La costumbre impera cuando hace cultura, el Día de Muertos en gran parte del territorio nacional los panteones lucen atestados, plenos de cempasúchil, aunque ya pocas lágrimas porque el recuerdo y el tiempo son bálsamo que diluye o atenúa el sufrimiento. No solo los “camposantos” lucieron pletóricos de gente, también iglesias en donde se guardan las cenizas de quienes son cremados, una modalidad que progresivamente va ganando adeptos. Y no es “nueva”, por cierto, así lo narra Heródoto un siglo antes de nuestra era: Darío “llamó a los griegos que estaban con él y les preguntó cuánto querían por comerse los cadáveres de sus padres, respondiéndole que por ningún precio lo harían. Llamó después Darío a unos indios llamados Calacias y les preguntó cuánto querían por quemar los cadáveres de sus padres y ellos les suplicaron que no dijera tal blasfemia”. Lo disímbolo de las creencias demuestra el peso de una cultura y confirma el aserto de Píndaro, porque mientras los griegos quemaban a sus muertos, los Calacias se los comían.

En contraste, ni los Persas ni los egipcios acostumbraban quemar cadáveres, pues los primeros tenían al Fuego como un Dios, ¿cómo ofrecerle un cadáver? Y los egipcios embalsamaban a sus muertos para impedir se los comieran los gusanos. (También enseña que la cópula con cadáveres es de tiempos remotos, porque el cadáver de mujeres principales era entregado a los embalsamadores tres o cuatro días después, “para que no se unan con ellas”).

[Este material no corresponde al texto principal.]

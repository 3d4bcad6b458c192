use std::path::{Path, PathBuf};

use anyhow::Context;
use serde::{Deserialize, Serialize};

use crate::consts::FALLBACK_TOKEN_URIS;
use crate::ipfs::IpfsPinner;

#[derive(Debug, Clone, PartialEq, Eq, Serialize, Deserialize)]
pub struct TokenAttribute {
    pub trait_type: String,
    pub value: u64,
}

/// Per-token metadata document. A template instance is cloned for every
/// image, with `name`, `description` and `image` overwritten; the document
/// itself only lives until its pin is confirmed.
#[derive(Debug, Clone, PartialEq, Eq, Serialize, Deserialize)]
pub struct TokenMetadata {
    pub name: String,
    pub description: String,
    pub image: String,
    pub attributes: Vec<TokenAttribute>,
}

pub fn pup_template() -> TokenMetadata {
    TokenMetadata {
        name: String::new(),
        description: String::new(),
        image: String::new(),
        attributes: vec![TokenAttribute {
            trait_type: "Cuteness".to_owned(),
            value: 100,
        }],
    }
}

pub fn fallback_token_uris() -> Vec<String> {
    FALLBACK_TOKEN_URIS.iter().map(|uri| uri.to_string()).collect()
}

/// Builds the metadata document for one pinned image. The display name is
/// the file name with its extension stripped.
pub fn metadata_for_image(
    template: &TokenMetadata,
    image_path: &Path,
    image_hash: &str,
) -> TokenMetadata {
    let name = image_path
        .file_stem()
        .map(|stem| stem.to_string_lossy().into_owned())
        .unwrap_or_default();

    let mut metadata = template.clone();
    metadata.description = format!("An adorable {name} pup!");
    metadata.image = format!("ipfs://{image_hash}");
    metadata.name = name;
    metadata
}

pub fn list_images(image_dir: &Path) -> anyhow::Result<Vec<PathBuf>> {
    let entries = std::fs::read_dir(image_dir)
        .with_context(|| format!("Failed to list image directory {}", image_dir.display()))?;

    let mut images = Vec::new();
    for entry in entries {
        let path = entry?.path();
        if path.is_file() {
            images.push(path);
        }
    }
    // The contract indexes token metadata by position; directory listing
    // order is not stable across filesystems.
    images.sort();
    Ok(images)
}

/// Produces one `ipfs://` token URI per image in `image_dir`, in filename
/// order. With upload disabled the fixed fallback list is returned and
/// neither the pinner nor the directory is touched.
///
/// Uploads run strictly one after another; the first failure aborts the
/// whole build with no partial result.
pub async fn build_token_uris(
    upload_enabled: bool,
    pinner: &impl IpfsPinner,
    image_dir: &Path,
    template: &TokenMetadata,
) -> anyhow::Result<Vec<String>> {
    if !upload_enabled {
        return Ok(fallback_token_uris());
    }

    let images = list_images(image_dir)?;
    tracing::info!("Uploading {} images from {}", images.len(), image_dir.display());

    let mut token_uris = Vec::with_capacity(images.len());
    for image in &images {
        let image_pin = pinner.pin_file(image).await?;
        let metadata = metadata_for_image(template, image, &image_pin.ipfs_hash);

        tracing::info!("Uploading metadata for {}...", metadata.name);
        let metadata_json = serde_json::to_value(&metadata)?;
        let metadata_pin = pinner.pin_json(&metadata.name, &metadata_json).await?;
        token_uris.push(format!("ipfs://{}", metadata_pin.ipfs_hash));
    }

    tracing::info!("Token URIs uploaded: {token_uris:?}");
    Ok(token_uris)
}

#[cfg(test)]
mod tests {
    use super::*;

    #[test]
    fn metadata_for_pug_image() {
        let template = pup_template();
        let metadata = metadata_for_image(&template, Path::new("images/pug.png"), "QmImageHash");

        assert_eq!(metadata.name, "pug");
        assert_eq!(metadata.description, "An adorable pug pup!");
        assert_eq!(metadata.image, "ipfs://QmImageHash");
        assert_eq!(metadata.attributes, template.attributes);
    }

    #[test]
    fn template_is_not_mutated() {
        let template = pup_template();
        let _ = metadata_for_image(&template, Path::new("shiba-inu.png"), "QmHash");

        assert!(template.name.is_empty());
        assert!(template.description.is_empty());
        assert!(template.image.is_empty());
    }

    #[test]
    fn extension_is_stripped_only_once() {
        let metadata = metadata_for_image(&pup_template(), Path::new("st.bernard.png"), "Qm");
        assert_eq!(metadata.name, "st.bernard");
    }

    #[test]
    fn fallback_list_is_fixed() {
        let uris = fallback_token_uris();
        assert_eq!(uris.len(), 3);
        assert_eq!(uris[0], "ipfs://QmaVkBn2tKmjbhphU7eyztbvSQU5EXDdqRyXZtRhSGgJGo");
        assert_eq!(uris[1], "ipfs://QmYQC5aGZu2PTH8XzbJrbDnvhj3gVs7ya33H9mqUNvST3d");
        assert_eq!(uris[2], "ipfs://QmZYmH5iDbD6v3U2ixoVAjioSzvWJszDzYdbeCLquGSpVm");
    }

    #[test]
    fn attributes_serialize_with_trait_type_key() {
        let value = serde_json::to_value(pup_template()).unwrap();
        assert_eq!(value["attributes"][0]["trait_type"], "Cuteness");
        assert_eq!(value["attributes"][0]["value"], 100);
    }
}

La muerte es referencia humana; escribe Heródoto: para los antiguos egipcios “el alma del hombre es inmortal, al morir el cuerpo entra siempre en otro animal que entonces nace; después que ha recorrido todos los animales terrestres, marinos y volátiles, torna a entrar en un cuerpo humano que está por nacer y cumple ese ciclo en tres mil años…”. No perdían la familiaridad con la muerte, pues en los convites de gente rica acostumbraban tener labrado en madera la imitación de un cadáver para retozar en su torno y exclamar: “mírale, bebe y huelga, que así serás cuando mueras”.

Ese pasaje egipcio trascendió los tiempos y lo encontramos en los romanos cuando al poderoso acompañaba quien le hablaba al oído para recordarle su condición de simple mortal, e impedir la soberbia que da el poder; pero el hombre es hombre y su débil condición lo convierte en víctima propicia de las pasiones.

Está científicamente comprobado que la materia no muere, solo se transforma, entonces ¿dónde está el alma, adónde va cuando cambia de domicilio?

Quizá Séneca nos oriente mejor: “El alma no forma parte de esta masa terrestre que se llama cuerpo; es una emanación de la substancia celestial, y las cosas celestiales, por su naturaleza, están en movimiento continuo… El cuerpo, prisión del alma, se mueve en todos sentidos en continua agitación, él es quien padece las torturas, sobre él se ejercen los suplicios, las persecuciones, las enfermedades. Pero el alma es sagrada, el alma es eterna, el alma es intangible: no alcanza a ella ningún brazo”.